Ben [00:01:17] We're back and we are going to have kind of a first for the show. At least. Somebody has requested a character for us to talk about.

Pat [00:01:28] Boudica.

Ben [00:01:29] Yes, I get a ton of emails all the time about people that, you know, I should be writing about and I like it. And I like that when some badass thing comes out in the news, I can turn on my computer and I have five emails of people sending me that same news story being like, This is what you should talk about this week. And then that's great. I love it. But you said you were talking to a colleague or a friend or somebody who wanted us to give us a suggestion.

Pat [00:01:54] Yeah, I was talking to a friend slash colleague. Yeah. And and. And the friend Slash colleague said, Hey, Boudica like, it was just a spontaneous reaction, but. But says, why should one get excited about Boudica?

Ben [00:02:08] Well, Boudica is awesome, for starters. Yeah, it's yeah. One of my favorite details of Boudica is that where you see the pictures that are taken of Big Ben in the Houses of Parliament in London? There's that bridge. There's a big statue of Boudica on a chair being pulled by which a horse is. It's gold. It's like giant and very, very grand. I'm trying to think if there's anybody else who has a giant statue dedicated to them in a city with which they are famous for burning to the ground.

Pat [00:02:38] Yeah, maybe you're coming here already knowing who Boudica is being spoke to. Like. Yes, here about hear about Boudica. And maybe you're one of today's 10,000 who get to learn about Boudica for the first time.

Ben [00:02:51] It's just going to be fun. Yeah, yeah, yeah. She's a first century barbarian queen who really was among the most badass women in history. I wrote a whole chapter on her on one of my in one of my badass books, and it's it was one of my favorite ones to research and write.

Pat [00:03:07] So the word barbarian, it's comes from a Greek word barbarous, which simply means someone who doesn't speak Greek because it's like speaking a foreign language. You sound like bah bah bah bah.

Ben [00:03:19] Bah bah shit. So we're all barbarians except to you because you do speak Greek really well.

Pat [00:03:24] Okay. Yeah. Yeah. But, you know, words change over time and it kind of became this like, you know, big joke and brutal like, ooh. But the thing is, with Boudica, I feel like calling Boudica and her people barbarians, if you use that in the pejorative sense, is a little unfair because they had a well-developed civilization and like, you know, it just happened to not be Romans at the time.

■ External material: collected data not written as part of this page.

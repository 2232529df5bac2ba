//! In-memory transport for unit tests: records every request and replays
//! queued responses in order.

use std::collections::VecDeque;
use std::sync::{Arc, Mutex};

use serde_json::Value;

use crate::http::{HttpRequest, HttpResponse, Transport, TransportError};

#[derive(Default)]
struct Inner {
    responses: VecDeque<Result<HttpResponse, TransportError>>,
    requests: Vec<HttpRequest>,
}

#[derive(Clone, Default)]
pub(crate) struct RecordingTransport {
    inner: Arc<Mutex<Inner>>,
}

impl RecordingTransport {
    pub(crate) fn new() -> Self {
        Self::default()
    }

    pub(crate) fn push(&self, result: Result<HttpResponse, TransportError>) {
        self.inner.lock().unwrap().responses.push_back(result);
    }

    pub(crate) fn push_response(&self, status: u16, body: &str) {
        self.push(Ok(HttpResponse {
            status,
            headers: Vec::new(),
            body: body.as_bytes().to_vec(),
        }));
    }

    /// Queue a 200 whose body is `{"meta": ..., "response": <response>}`.
    pub(crate) fn push_json(&self, response: Value) {
        let body = serde_json::json!({
            "meta": {"status": 200, "msg": "OK"},
            "response": response,
        });
        self.push_response(200, &body.to_string());
    }

    pub(crate) fn requests(&self) -> Vec<HttpRequest> {
        self.inner.lock().unwrap().requests.clone()
    }

    pub(crate) fn last_request(&self) -> Option<HttpRequest> {
        self.inner.lock().unwrap().requests.last().cloned()
    }
}

impl Transport for RecordingTransport {
    fn send(&self, request: &HttpRequest) -> Result<HttpResponse, TransportError> {
        let mut inner = self.inner.lock().unwrap();
        inner.requests.push(request.clone());
        inner
            .responses
            .pop_front()
            .unwrap_or_else(|| Err(TransportError::new("no response queued")))
    }
}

Ben [00:03:44] So yeah. So I should stipulate that I never use the word barbarian in a pejorative sense. I always say.

Pat [00:03:51] That.

Ben [00:03:51] Sense in which I think it's awesome. But that is I did had no idea that that was based off bah bah bah. Yeah, that's great. Yeah, we'll get into it right after this. All right. Welcome back. And so, Pat, we are going to get into our first ever requested badass and we're going to talk about Boudica.

Pat [00:04:18] So if you rewind about 2000 years to the year 43, that's when the Roman Emperor Claudius had conquered the island of Britain. And this was a thing that the Romans had been trying to do for a while. And, you know, it was not easy for the Romans to do so big ups to the Britons for, you know, holding their ground and standing up to the Roman invaders. And you have different tribes of Britons. And when I say Britons, I mean indigenous people who live in Britannia, the British Isles. Within that, you've got a whole bunch of different tribes, nations, peoples, whatever. Anyway, each of these groups of people had found different ways to relate to Rome, and some of them were putting up resistance. Some of them were like, okay, we'll find a we'll find a way of getting along. And one of these nations, one of these tribes was the Iceni. This is the tribe that Boudica belongs to. Now, Boudica's husband, King, who was a quote unquote, ally of Rome, which meant that he had found a way to get along with the Romans. What that meant was, well, they were pretty much leave the iceni alone.

Ben [00:05:38] We see it a lot in the Roman Empire with which, like, you know, they just they can't manage their it's whatever we're looking at 40 ad rates. So, yeah, you can't manage an empire on the scale that they're managing from Rome. It's not like you could email the frontier and be like, Hey, can you just, like, do this for me? Like, you had to send a guy on a horse and visit from three months or whatever. Yeah.

Pat [00:05:59] So this worked out for a while. But you know, no one lives forever and cross the tagus he, you know, he's contemplating his own mortality. And Professor Tagus said, okay, I'm going to leave my kingdom jointly to my two daughters and to the emperor of Rome, who happened to be Nero at the time.

Ben [00:06:17] Who's famously like, easy to get along with. Yeah.

Pat [00:06:21] So the thing is, I should say that in these days, making the emperor a co heir with the people you would actually expect to be your heirs was actually kind of standard operating procedure among know, wealthy elite Romans. Okay.

Ben [00:06:35] Yeah. Because with this story I've come across it a few times to where like it was weird and nobody knew how to deal with it. Like, it was a really weird set up for him to say, like, Oh, the Emperor of Rome and also my daughters.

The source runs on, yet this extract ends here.